Tenho lido vários artigos sobre Propriedade Intelectual e Patentes, estes tópicos ganharam tanta importância que até o Google lançou um serviço chamado Google Patent Search.

Patentes

Quero discutir três casos, um antigo e dois recentes.

Vamos primeiro ao caso antigo.
Mapuche vs. Microsoft

A Microsoft em 2006 lançou o Windows XP na língua Mapudungun que é falada por 400.000 chilenos que representam 2/3 da etnia Mapuche do país e 4% da população. A meu ver foi uma boa iniciativa da Microsoft que ajudava a não transformar o Mapudungun em uma língua morta, ainda mais que os Mapuches querem que o Mapudungun seja reconhecida como a segunda língua do Chile. Mas não foi isso que pensaram os Mapuches, eles enviaram uma carta a Bill Gates dizendo que sua iniciativa era uma ação de pirataria contra sua língua e seus costumes, para tanto usaram uma resolução das Nações Unidas que dá direito aos povos a propriedade e custódia sobre suas tradições culturais. Como resultado o Windows XP não foi lançado em Mapudungun.

Agora vamos expandir isso um pouco, todos conhecem a versão da Disney para Branca de Neve, que é um conto do folclore alemão, isso quer dizer que os alemães podem processar a Disney por usar indevidamente suas tradições culturais? Será que os alemães podem vender com exclusividade os direitos da Branca de Neve para a Disney? Consequentemente qualquer outra adaptação de Branca de Neve seria considerada pirata e deveria ser retirada do mercado.

E se o Brasil tratar o Samba como sua propriedade cultural?
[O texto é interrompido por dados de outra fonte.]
// SPDX-License-Identifier: MPL-2.0
//! Submission retry policy.
//!
//! Retries are a first-class value rather than logic buried in the submit
//! handler: the policy answers "retry after this attempt?" and "how long to
//! wait?", and the update loop drives the schedule from those answers.

use std::time::Duration;

/// Bounded retry with exponential backoff.
#[derive(Debug, Clone, Copy, PartialEq, Eq)]
pub struct RetryPolicy {
    /// Total attempts allowed, including the first.
    pub max_attempts: u8,
    /// Delay before the second attempt; later delays double each time.
    pub base_delay: Duration,
}

impl Default for RetryPolicy {
    fn default() -> Self {
        Self {
            max_attempts: 3,
            base_delay: Duration::from_secs(1),
        }
    }
}

impl RetryPolicy {
    /// Whether another attempt is allowed after `attempt` (1-based) failed.
    #[must_use]
    pub fn should_retry(&self, attempt: u8) -> bool {
        attempt < self.max_attempts
    }

    /// Backoff before the attempt following `attempt` (1-based).
    ///
    /// Attempt 1 waits `base_delay`, attempt 2 waits twice that, and so on.
    #[must_use]
    pub fn delay_after(&self, attempt: u8) -> Duration {
        let exponent = attempt.saturating_sub(1).min(16);
        self.base_delay * 2u32.pow(u32::from(exponent))
    }
}
// SPDX-License-Identifier: MPL-2.0
//! User interface components and state management.
//!
//! This module organizes all UI-related code following a component-based architecture
//! with the Elm-style "state down, messages up" pattern.
//!
//! # Page Sections
//!
//! - [`header`] - Top bar with navigation, theme toggle, and reading progress
//! - [`showcase`] - Animation catalog with live previews and snippet panes
//! - [`contact`] - Contact form with debounced validation and retried submission
//! - [`settings`] - Settings drawer (language, theme, accessibility, learning)
//! - [`tour`] - Learning mode keyboard navigation over feature cards
//!
//! # Shared Infrastructure
//!
//! - [`state`] - Reusable state management (cancellable deadlines)
//! - [`announcer`] - Assistive announcement channel and history
//! - [`panel`] - Modal panel focus containment
//! - [`scroll_chrome`] - Scroll-linked progress, pulse, and header state
//! - [`styles`] - Centralized styling (buttons, containers)
//! - [`design_tokens`] - Design system constants (colors, spacing, sizing)
//! - [`theming`] - Light/Dark/System theme mode management
//! - [`notifications`] - Toast notification system for user feedback

pub mod announcer;
pub mod contact;
pub mod design_tokens;
pub mod header;
pub mod notifications;
pub mod panel;
pub mod scroll_chrome;
pub mod settings;
pub mod showcase;
pub mod state;
pub mod styles;
pub mod theming;
pub mod tour;
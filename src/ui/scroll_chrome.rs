// SPDX-License-Identifier: MPL-2.0
//! Scroll-linked page chrome: reading progress, pulse, and header slide.
//!
//! All scroll-driven visuals live in one state machine fed by viewport
//! offsets. The progress bar thickens briefly while the user is actively
//! scrolling, and the header hides on downward scroll past its own height
//! then reappears on any upward scroll.

use crate::ui::design_tokens::sizing;
use crate::ui::state::Deadline;
use std::time::{Duration, Instant};

/// How long after the last scroll event the progress pulse persists.
pub const PULSE_CLEAR: Duration = Duration::from_millis(250);

/// Page regions in document order.
#[derive(Debug, Clone, Copy, PartialEq, Eq, Default)]
pub enum RegionId {
    #[default]
    Hero,
    Features,
    Showcase,
    Contact,
}

impl RegionId {
    pub const ALL: [RegionId; 4] = [
        RegionId::Hero,
        RegionId::Features,
        RegionId::Showcase,
        RegionId::Contact,
    ];

    /// Scroll ratio (0.0 to 1.0) at which the region starts.
    #[must_use]
    pub fn anchor(self) -> f32 {
        match self {
            RegionId::Hero => 0.0,
            RegionId::Features => 0.33,
            RegionId::Showcase => 0.6,
            RegionId::Contact => 1.0,
        }
    }

    /// i18n key for the region name used in announcements and the tour.
    #[must_use]
    pub fn name_key(self) -> &'static str {
        match self {
            RegionId::Hero => "region-hero",
            RegionId::Features => "region-features",
            RegionId::Showcase => "region-showcase",
            RegionId::Contact => "region-contact",
        }
    }
}

/// Header visibility as driven by scroll direction.
#[derive(Debug, Clone, Copy, PartialEq, Eq, Default)]
pub enum HeaderState {
    /// Page is at (or near) the top; header has no shadow.
    #[default]
    AtTop,
    /// Header shown, elevated above content.
    Visible,
    /// Header slid out of view.
    Hidden,
}

/// Scroll-linked chrome state.
#[derive(Debug, Clone, Default)]
pub struct ScrollChrome {
    /// Read progress through the page, 0.0 to 100.0.
    progress: f32,
    /// Last absolute offset, used for direction detection.
    last_offset: f32,
    header: HeaderState,
    pulse: Deadline,
}

impl ScrollChrome {
    #[must_use]
    pub fn new() -> Self {
        Self::default()
    }

    /// Feeds a scroll event: the absolute offset and the total scrollable
    /// distance. Values outside the document are clamped.
    pub fn on_scroll(&mut self, offset: f32, scrollable: f32, now: Instant) {
        self.progress = if scrollable > 0.0 {
            (offset / scrollable * 100.0).clamp(0.0, 100.0)
        } else {
            0.0
        };

        let delta = offset - self.last_offset;
        self.header = if offset <= sizing::HEADER_HEIGHT {
            HeaderState::AtTop
        } else if delta > 0.0 {
            HeaderState::Hidden
        } else if delta < 0.0 {
            HeaderState::Visible
        } else {
            self.header
        };
        self.last_offset = offset;

        self.pulse.schedule(now, PULSE_CLEAR);
    }

    /// Clears the pulse once scrolling has been quiet long enough.
    /// Returns `true` on the tick where it clears.
    pub fn tick(&mut self, now: Instant) -> bool {
        self.pulse.fire(now)
    }

    #[must_use]
    pub fn progress(&self) -> f32 {
        self.progress
    }

    /// Whether the progress bar is in its thickened pulse state.
    #[must_use]
    pub fn is_pulsing(&self) -> bool {
        self.pulse.is_pending()
    }

    #[must_use]
    pub fn header(&self) -> HeaderState {
        self.header
    }

    /// Region the viewport currently sits in, from the scroll ratio.
    #[must_use]
    pub fn active_region(&self) -> RegionId {
        let ratio = self.progress / 100.0;
        let mut active = RegionId::Hero;
        for region in RegionId::ALL {
            if ratio >= region.anchor() {
                active = region;
            }
        }
        active
    }
}

#[cfg(test)]
mod tests {
    use super::*;

    #[test]
    fn progress_is_clamped_to_percentage_range() {
        let now = Instant::now();
        let mut chrome = ScrollChrome::new();

        chrome.on_scroll(-50.0, 1000.0, now);
        assert_eq!(chrome.progress(), 0.0);

        chrome.on_scroll(1500.0, 1000.0, now);
        assert_eq!(chrome.progress(), 100.0);
    }

    #[test]
    fn zero_scrollable_distance_reads_as_start() {
        let mut chrome = ScrollChrome::new();
        chrome.on_scroll(0.0, 0.0, Instant::now());
        assert_eq!(chrome.progress(), 0.0);
    }

    #[test]
    fn header_hides_on_downward_scroll_and_returns_on_upward() {
        let now = Instant::now();
        let mut chrome = ScrollChrome::new();

        chrome.on_scroll(400.0, 1000.0, now);
        assert_eq!(chrome.header(), HeaderState::Hidden);

        chrome.on_scroll(350.0, 1000.0, now);
        assert_eq!(chrome.header(), HeaderState::Visible);
    }

    #[test]
    fn header_is_flat_near_the_top() {
        let now = Instant::now();
        let mut chrome = ScrollChrome::new();

        chrome.on_scroll(400.0, 1000.0, now);
        chrome.on_scroll(10.0, 1000.0, now);
        assert_eq!(chrome.header(), HeaderState::AtTop);
    }

    #[test]
    fn pulse_clears_after_quiet_period() {
        let now = Instant::now();
        let mut chrome = ScrollChrome::new();

        chrome.on_scroll(100.0, 1000.0, now);
        assert!(chrome.is_pulsing());

        // Continued scrolling keeps the pulse alive past the first window.
        chrome.on_scroll(150.0, 1000.0, now + Duration::from_millis(200));
        assert!(!chrome.tick(now + PULSE_CLEAR));
        assert!(chrome.is_pulsing());

        assert!(chrome.tick(now + Duration::from_millis(200) + PULSE_CLEAR));
        assert!(!chrome.is_pulsing());
    }

    #[test]
    fn active_region_follows_scroll_ratio() {
        let now = Instant::now();
        let mut chrome = ScrollChrome::new();

        chrome.on_scroll(0.0, 1000.0, now);
        assert_eq!(chrome.active_region(), RegionId::Hero);

        chrome.on_scroll(400.0, 1000.0, now);
        assert_eq!(chrome.active_region(), RegionId::Features);

        chrome.on_scroll(700.0, 1000.0, now);
        assert_eq!(chrome.active_region(), RegionId::Showcase);

        chrome.on_scroll(1000.0, 1000.0, now);
        assert_eq!(chrome.active_region(), RegionId::Contact);
    }
}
Será que iríamos processar todo artista não brasileiro que gravasse um Samba? E a Bossa Nova? Já que ela é um samba com influências de Jazz os americanos poderiam nos processar?

Agora vamos ao segundo caso.

Boeing vs. SES Americon

A SES Americon é a maior companhia privada de satélites do mundo. Em março lançaram o satélite geo-estacionário AMC-14 que não conseguiu atingir sua Orbita de Transferência Geo-estacionária, a única maneira de salva-lo seria corrigir sua orbita como foi feito com o Satélite Asiasat-3 em 1998, mas desistiu de suas intenções porque a Boeing havia patenteado o processo de salvamento e só permitiria que a SES Americon o utilizasse se retirasse um ação judicial contra a Boeing não relacionada ao caso. O resultado foi que a SES Americon desistiu da ação de salvamento e temos agora um pedaço de lixo espacial em órbita que nunca foi usado.

A questão é. Será que alguém tem o direito de embalar as leis da física como um processo e obter uma patente? Se o Princípio Bernoulli fosse patenteado será que existiriam viagens aéreas ou HDs nos computadores?

Finalmente o terceiro caso.

EFF vs. Hoshiko

A empresa Hoshiko obteve uma patente para os sub-domínios internet. Vamos exemplificar eu detenho o domínio yawara.br.com, e este blog pode ser acessado pelo sub-domínio blog.yawara.br.com, teoricamente eu estaria infringindo uma patente da Hoshiko.

Felizmente foi encontrado prior-art em uma mailing list de desenvolvedores Apache o que invalidou a patente.


Agora eu pergunto, processos de criação coletiva como o folclore de um povo, as leis da física, ou as discussões de um projeto Open Source são possíveis de patentear? Pelos exemplos acima são. Quais são suas opiniões sobre o assunto?